- The problem
Of all the lines below, output only those starting at the one with "for (stem, ds)" and ending at the one with "write_json(&dir.join(METRICS_FILE), &metrics)?;", both ends included, exactly as written.

[Stored items]
---*---

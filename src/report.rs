//! Report emission: matched / non_matched / differences tables and `metrics.json`.

use std::fs::{self, File};
use std::io::BufWriter;
use std::path::{Path, PathBuf};
use std::sync::Arc;

use parquet::basic::{ConvertedType, Repetition, Type as PhysicalType};
use parquet::column::writer::ColumnWriter;
use parquet::data_type::ByteArray;
use parquet::errors::ParquetError;
use parquet::file::properties::WriterProperties;
use parquet::file::writer::SerializedFileWriter;
use parquet::schema::types::Type;
use serde::ser::{SerializeMap, SerializeSeq};
use serde::{Deserialize, Serialize, Serializer};

use crate::engine::join::{IN_BOTH, ONLY_IN_A, ONLY_IN_B};
use crate::engine::reconcile::MATCH_FLAG;
use crate::error::ReconResult;
use crate::types::{DataSet, DataType, Field, Schema, Value};

pub const METRICS_FILE: &str = "metrics.json";

/// Where and how reports are written.
#[derive(Debug, Clone, PartialEq, Eq, Deserialize)]
pub struct ReportOutputs {
    #[serde(default = "default_dir")]
    pub dir: PathBuf,
    #[serde(default = "default_formats")]
    pub formats: Vec<String>,
}

impl Default for ReportOutputs {
    fn default() -> Self {
        Self {
            dir: default_dir(),
            formats: default_formats(),
        }
    }
}

fn default_dir() -> PathBuf {
    PathBuf::from("out")
}

fn default_formats() -> Vec<String> {
    vec!["csv".to_string()]
}

/// Display labels for the two sides, used to rename `A_x` / `x_A` columns.
#[derive(Debug, Clone, Default, PartialEq, Eq, Deserialize)]
pub struct DatasetNames {
    #[serde(rename = "A")]
    pub a: Option<String>,
    #[serde(rename = "B")]
    pub b: Option<String>,
}

#[derive(Debug, Clone, Default, PartialEq, Eq, Deserialize)]
pub struct ReportSelect {
    #[serde(default)]
    pub keys: Vec<String>,
}

/// The `report` section of a job.
#[derive(Debug, Clone, Default, PartialEq, Eq, Deserialize)]
pub struct ReportConfig {
    #[serde(default)]
    pub outputs: ReportOutputs,
    #[serde(default)]
    pub dataset_names: DatasetNames,
    #[serde(default)]
    pub select: Option<ReportSelect>,
}

impl ReportConfig {
    pub fn select_keys(&self) -> Vec<String> {
        self.select.as_ref().map(|s| s.keys.clone()).unwrap_or_default()
    }
}

/// Supported output file formats.
#[derive(Debug, Clone, Copy, PartialEq, Eq)]
pub enum ReportFormat {
    Csv,
    Json,
    /// Written on a best-effort basis: a failed Parquet write is logged and skipped.
    Parquet,
}

impl ReportFormat {
    pub fn extension(self) -> &'static str {
        match self {
            Self::Csv => "csv",
            Self::Json => "json",
            Self::Parquet => "parquet",
        }
    }

    /// Resolve configured names, dropping (and logging) the ones that are not supported.
    pub fn from_names(names: &[String]) -> Vec<Self> {
        let mut out = Vec::new();
        for name in names {
            let fmt = match name.to_ascii_lowercase().as_str() {
                "csv" => Self::Csv,
                "json" => Self::Json,
                "parquet" => Self::Parquet,
                other => {
                    tracing::warn!(format = %other, "unsupported report format, skipped");
                    continue;
                }
            };
            if !out.contains(&fmt) {
                out.push(fmt);
            }
        }
        out
    }
}

/// Row counts written to `metrics.json`.
#[derive(Debug, Clone, Copy, Default, PartialEq, Eq, Serialize, Deserialize)]
pub struct ReportMetrics {
    pub total: usize,
    pub matched: usize,
    pub non_matched: usize,
}

/// The three report tables for one reconciled table.
#[derive(Debug, Clone, PartialEq)]
pub struct ReportTables {
    pub matched: DataSet,
    pub non_matched: DataSet,
    pub differences: DataSet,
}

impl ReportTables {
    pub fn metrics(&self) -> ReportMetrics {
        ReportMetrics {
            total: self.differences.row_count(),
            matched: self.matched.row_count(),
            non_matched: self.non_matched.row_count(),
        }
    }
}

/// Rename a side-specific column to use its dataset label.
///
/// `A_x` and `x_A` become `<label A>_x` (likewise for B) when that label is configured.
/// Coverage flag columns keep their names.
pub fn relabel(name: &str, names: &DatasetNames) -> String {
    if [ONLY_IN_A, ONLY_IN_B, IN_BOTH].contains(&name) {
        return name.to_string();
    }
    for (side, label) in [("A", &names.a), ("B", &names.b)] {
        let Some(label) = label else { continue };
        if let Some(core) = name.strip_prefix(&format!("{side}_")) {
            return format!("{label}_{core}");
        }
        if let Some(core) = name.strip_suffix(&format!("_{side}")) {
            return format!("{label}_{core}");
        }
    }
    name.to_string()
}

/// Relabel, project onto `select` (all columns when empty) and split on `match_flag`.
///
/// Rows without a true `match_flag` (including tables that have no flag) are non-matched.
pub fn split_report(table: &DataSet, select: &[String], names: &DatasetNames) -> ReportTables {
    let mut labeled = table.clone();
    for field in &mut labeled.schema.fields {
        field.name = relabel(&field.name, names);
    }

    let columns: Vec<String> = if select.is_empty() {
        labeled.schema.field_names().map(str::to_owned).collect()
    } else {
        select.iter().map(|c| relabel(c, names)).collect()
    };

    let flag = labeled.schema.index_of(MATCH_FLAG);
    let is_match = |row: &[Value]| flag.is_some_and(|i| row[i] == Value::Bool(true));

    ReportTables {
        matched: labeled.filter_rows(is_match).select(&columns),
        non_matched: labeled.filter_rows(|row| !is_match(row)).select(&columns),
        differences: labeled.select(&columns),
    }
}

/// Write the three report tables in every supported format plus `metrics.json` into `dir`.
pub fn emit_reports(
    table: &DataSet,
    select: &[String],
    cfg: &ReportConfig,
    dir: &Path,
) -> ReconResult<ReportMetrics> {
    fs::create_dir_all(dir)?;
    let tables = split_report(table, select, &cfg.dataset_names);
    let formats = ReportFormat::from_names(&cfg.outputs.formats);

    for (stem, ds) in [
        ("matched", &tables.matched),
        ("non_matched", &tables.non_matched),
        ("differences", &tables.differences),
    ] {
        for &format in &formats {
            let path = dir.join(format!("{stem}.{}", format.extension()));
            match write_table(ds, &path, format) {
                Err(e) if format == ReportFormat::Parquet => {
                    tracing::warn!(path = %path.display(), error = %e, "parquet report not written");
                }
                other => other?,
            }
        }
    }

    let metrics = tables.metrics();
    write_json(&dir.join(METRICS_FILE), &metrics)?;
    tracing::info!(
        dir = %dir.display(),
        total = metrics.total,
        matched = metrics.matched,
        non_matched = metrics.non_matched,
        "reports written"
    );
    Ok(metrics)
}

/// Write one table to `path`.
pub fn write_table(ds: &DataSet, path: &Path, format: ReportFormat) -> ReconResult<()> {
    match format {
        ReportFormat::Csv => {
            let mut wtr = csv::Writer::from_path(path)?;
            wtr.write_record(ds.schema.field_names())?;
            for row in &ds.rows {
                wtr.write_record(row.iter().map(|v| v.to_string()))?;
            }
            wtr.flush()?;
        }
        ReportFormat::Json => write_json(path, &Records(ds))?,
        ReportFormat::Parquet => write_parquet(ds, path)?,
    }
    Ok(())
}

/// Optional (nullable) Parquet leaf per column. `Datetime` is stored as its report text.
fn parquet_schema(schema: &Schema) -> ReconResult<Type> {
    let mut fields = Vec::with_capacity(schema.fields.len());
    for field in &schema.fields {
        let builder = match field.data_type {
            DataType::Int64 => Type::primitive_type_builder(&field.name, PhysicalType::INT64),
            DataType::Float64 => Type::primitive_type_builder(&field.name, PhysicalType::DOUBLE),
            DataType::Bool => Type::primitive_type_builder(&field.name, PhysicalType::BOOLEAN),
            DataType::Utf8 | DataType::Datetime => {
                Type::primitive_type_builder(&field.name, PhysicalType::BYTE_ARRAY)
                    .with_converted_type(ConvertedType::UTF8)
            }
        };
        fields.push(Arc::new(
            builder.with_repetition(Repetition::OPTIONAL).build()?,
        ));
    }
    Ok(Type::group_type_builder("schema").with_fields(fields).build()?)
}

/// Split a column into its non-null values and definition levels (1 = present).
fn leveled<T>(cells: impl Iterator<Item = Option<T>>) -> (Vec<T>, Vec<i16>) {
    let mut values = Vec::new();
    let mut defs = Vec::new();
    for cell in cells {
        defs.push(i16::from(cell.is_some()));
        values.extend(cell);
    }
    (values, defs)
}

fn write_parquet(ds: &DataSet, path: &Path) -> ReconResult<()> {
    let schema = Arc::new(parquet_schema(&ds.schema)?);
    let props = Arc::new(WriterProperties::builder().build());
    let mut writer = SerializedFileWriter::new(File::create(path)?, schema, props)?;

    let mut row_group = writer.next_row_group()?;
    let mut idx = 0;
    while let Some(mut column) = row_group.next_column()? {
        let cells = ds.column(idx);
        match column.untyped() {
            ColumnWriter::Int64ColumnWriter(w) => {
                let (values, defs) = leveled(cells.map(|v| match v {
                    Value::Int64(x) => Some(*x),
                    _ => None,
                }));
                w.write_batch(&values, Some(&defs), None)?;
            }
            ColumnWriter::DoubleColumnWriter(w) => {
                let (values, defs) = leveled(cells.map(Value::as_f64));
                w.write_batch(&values, Some(&defs), None)?;
            }
            ColumnWriter::BoolColumnWriter(w) => {
                let (values, defs) = leveled(cells.map(|v| match v {
                    Value::Bool(b) => Some(*b),
                    _ => None,
                }));
                w.write_batch(&values, Some(&defs), None)?;
            }
            ColumnWriter::ByteArrayColumnWriter(w) => {
                let (values, defs) = leveled(cells.map(|v| {
                    (!v.is_null()).then(|| ByteArray::from(v.to_string().into_bytes()))
                }));
                w.write_batch(&values, Some(&defs), None)?;
            }
            _ => {
                return Err(ParquetError::General(format!(
                    "no writer for column '{}'",
                    ds.schema.fields[idx].name
                ))
                .into());
            }
        }
        column.close()?;
        idx += 1;
    }
    row_group.close()?;
    writer.close()?;
    Ok(())
}

pub(crate) fn write_json<T: Serialize + ?Sized>(path: &Path, value: &T) -> ReconResult<()> {
    let file = File::create(path)?;
    serde_json::to_writer_pretty(BufWriter::new(file), value)?;
    Ok(())
}

/// A dataset as a JSON array of records, keys in column order.
struct Records<'a>(&'a DataSet);

struct Record<'a> {
    fields: &'a [Field],
    row: &'a [Value],
}

struct Cell<'a>(&'a Value);

impl Serialize for Records<'_> {
    fn serialize<S: Serializer>(&self, serializer: S) -> Result<S::Ok, S::Error> {
        let mut seq = serializer.serialize_seq(Some(self.0.row_count()))?;
        for row in &self.0.rows {
            seq.serialize_element(&Record {
                fields: &self.0.schema.fields,
                row,
            })?;
        }
        seq.end()
    }
}

impl Serialize for Record<'_> {
    fn serialize<S: Serializer>(&self, serializer: S) -> Result<S::Ok, S::Error> {
        let mut map = serializer.serialize_map(Some(self.fields.len()))?;
        for (field, value) in self.fields.iter().zip(self.row) {
            map.serialize_entry(&field.name, &Cell(value))?;
        }
        map.end()
    }
}

impl Serialize for Cell<'_> {
    fn serialize<S: Serializer>(&self, serializer: S) -> Result<S::Ok, S::Error> {
        match self.0 {
            Value::Null => serializer.serialize_none(),
            Value::Int64(v) => serializer.serialize_i64(*v),
            Value::Float64(v) if v.is_finite() => serializer.serialize_f64(*v),
            Value::Float64(_) => serializer.serialize_none(),
            Value::Bool(v) => serializer.serialize_bool(*v),
            Value::Utf8(s) => serializer.serialize_str(s),
            Value::Datetime(_) => serializer.serialize_str(&self.0.to_string()),
        }
    }
}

---*---

- Exercise solution
    for (stem, ds) in [
        ("matched", &tables.matched),
        ("non_matched", &tables.non_matched),
        ("differences", &tables.differences),
    ] {
        for &format in &formats {
            let path = dir.join(format!("{stem}.{}", format.extension()));
            match write_table(ds, &path, format) {
                Err(e) if format == ReportFormat::Parquet => {
                    tracing::warn!(path = %path.display(), error = %e, "parquet report not written");
                }
                other => other?,
            }
        }
    }

    let metrics = tables.metrics();
    write_json(&dir.join(METRICS_FILE), &metrics)?;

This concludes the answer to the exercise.